Desweiteren hat dort der User vergessen, das Loopback im Kernel zu aktivieren und net.lo zu starten  :Wink: 

MfG. Stefan

EDIT: Ich hab da vielleicht was in deiner cupsd.conf entdeckt. Ich glaube das sollte:

```

Listen Roadrunner:631

```

heißen und nicht

```

Port Roadrunner:631

```

----------

## flammenflitzer

Hat beides nichts gebracht.

----------

## bbgermany

Dann editier mal bitte noch deine /etc/hosts:

```

127.0.0.1 localhost localhost.localdomain roadrunner

```

----------

## flammenflitzer

Hat nichts gebracht. Habe auch mal /etc/conf.d/hostname auf localhost gesetzt und auch /etc/hosts und alles in cupsd.conf mit Roadrunner auskommentiert.

----------

## Beforegod

```

Listen localhost

Port 631

```

Probier das mal.

----------

## bbgermany

Hi,

hier mal meine cupsd.conf zum Vergleich.
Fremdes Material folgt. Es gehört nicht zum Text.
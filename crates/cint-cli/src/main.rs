//! # cint CLI entry point
//!
//! Parses command-line arguments, installs logging, runs one validation
//! batch and maps the outcome to the process exit status.

use std::path::PathBuf;
use std::process::ExitCode;

use clap::error::ErrorKind;
use clap::Parser;
use tracing_subscriber::EnvFilter;

use cint_cli::{run, OutputFormat, RunArgs};

/// cint - Configuration linter powered by a CUE-style schema language
///
/// Validates YAML and JSON config files against the `#Config` definition
/// of a schema. Exits 0 if every file is valid, 1 otherwise.
#[derive(Parser, Debug)]
#[command(
    name = "cint",
    version,
    about,
    long_about = None,
    after_help = "Examples:\n  \
        # Validate a single file\n  \
        cint --schema=app.cue --config=service.yaml\n\n  \
        # Validate multiple files\n  \
        cint --schema=app.cue --config=service-a.yaml --config=service-b.yaml"
)]
struct Cli {
    /// Path to the schema file.
    #[arg(long, value_name = "PATH")]
    schema: PathBuf,

    /// Config file to validate (repeat for several files).
    #[arg(long = "config", value_name = "PATH", required = true)]
    configs: Vec<PathBuf>,

    /// Worker threads for validating files; 1 validates sequentially.
    #[arg(short, long, default_value_t = 1, value_name = "N")]
    jobs: usize,

    /// Report format written to stdout.
    #[arg(long, value_enum, default_value_t = OutputFormat::Text)]
    format: OutputFormat,

    /// Enable verbose logging on stderr. Repeat for more (-v, -vv, -vvv).
    #[arg(short, long, action = clap::ArgAction::Count)]
    verbose: u8,
}

fn main() -> ExitCode {
    let cli = match Cli::try_parse() {
        Ok(cli) => cli,
        Err(e) => {
            let code = match e.kind() {
                ErrorKind::DisplayHelp | ErrorKind::DisplayVersion => 0,
                _ => 1,
            };
            let _ = e.print();
            return ExitCode::from(code);
        }
    };

    let filter = match cli.verbose {
        0 => EnvFilter::new("warn"),
        1 => EnvFilter::new("info"),
        2 => EnvFilter::new("debug"),
        _ => EnvFilter::new("trace"),
    };
    tracing_subscriber::fmt()
        .with_env_filter(filter)
        .with_target(false)
        .with_writer(std::io::stderr)
        .init();

    tracing::debug!(version = env!("CARGO_PKG_VERSION"), "cint starting");

    let args = RunArgs {
        schema: cli.schema,
        configs: cli.configs,
        jobs: cli.jobs,
        format: cli.format,
    };
    match run(&args, &mut std::io::stdout().lock()) {
        Ok(code) => ExitCode::from(code),
        Err(e) => {
            tracing::error!("{e:#}");
            eprintln!("Error: {e:#}");
            ExitCode::from(1)
        }
    }
}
Vielleicht hilft sie dir weiter:

```

LogLevel info

SystemGroup lpadmin

Listen localhost:631

Listen /var/run/cups/cups.sock

Browsing On

BrowseOrder allow,deny

BrowseAllow @LOCAL

DefaultAuthType Basic

<Location />

  Order allow,deny

  Allow localhost

</Location>

<Location /admin>

  Encryption Required

  Order allow,deny

  Allow localhost

</Location>

<Location /admin/conf>

  AuthType Basic

  Require user @SYSTEM

  Order allow,deny

  Allow localhost

</Location>

<Policy default>

  <Limit Send-Document Send-URI Hold-Job Release-Job Restart-Job Purge-Jobs Set-Job-Attributes Create-Job-Subscription Renew-Subscription Cancel-Subscription Get-Notifications Reprocess-Job Cancel-Current-Job Suspend-Current-Job Resume-Job CUPS-Move-Job>

    Require user @OWNER @SYSTEM

    Order deny,allow

  </Limit>

  <Limit Pause-Printer Resume-Printer Set-Printer-Attributes Enable-Printer Disable-Printer Pause-Printer-After-Current-Job Hold-New-Jobs Release-Held-New-Jobs Deactivate-Printer Activate-Printer Restart-Printer Shutdown-Printer Startup-Printer Promote-Job Schedule-Job-After CUPS-Add-Printer CUPS-Delete-Printer CUPS-Add-Class CUPS-Delete-Class CUPS-Accept-Jobs CUPS-Reject-Jobs CUPS-Set-Default>

    AuthType Basic

    Require user @SYSTEM

    Order deny,allow

  </Limit>

  <Limit Cancel-Job CUPS-Authenticate-Job>

    Require user @OWNER @SYSTEM

    Order deny,allow

  </Limit>

  <Limit All>

    Order deny,allow

  </Limit>

</Policy>

```

MfG. Stefan

----------

## flammenflitzer

Hat nichts gebracht. Habe beim 2ten Versuch auch localhost durch Roadrunner ersetzt. Ich habe jetzt die /etc/cups gelöscht, cups neu installiert und in der cupsd.conf alle localhost durch Roadrunner ersetzt. Konnte dann im KDE Kontrollzentrum als root den Drucker einrichten und eine Testseite drucken. Habe dort meinen Namen als berechtigten User hinzugefügt. Im Kontrollzentrum als user war der Drucker nicht enthalten. ich wollte den gerade auch noch als user einrichten, aber da hängt sich nach der Passworteingabe das Kontrollzemtrum auf. Muß ich mal abklären.

MfG

----------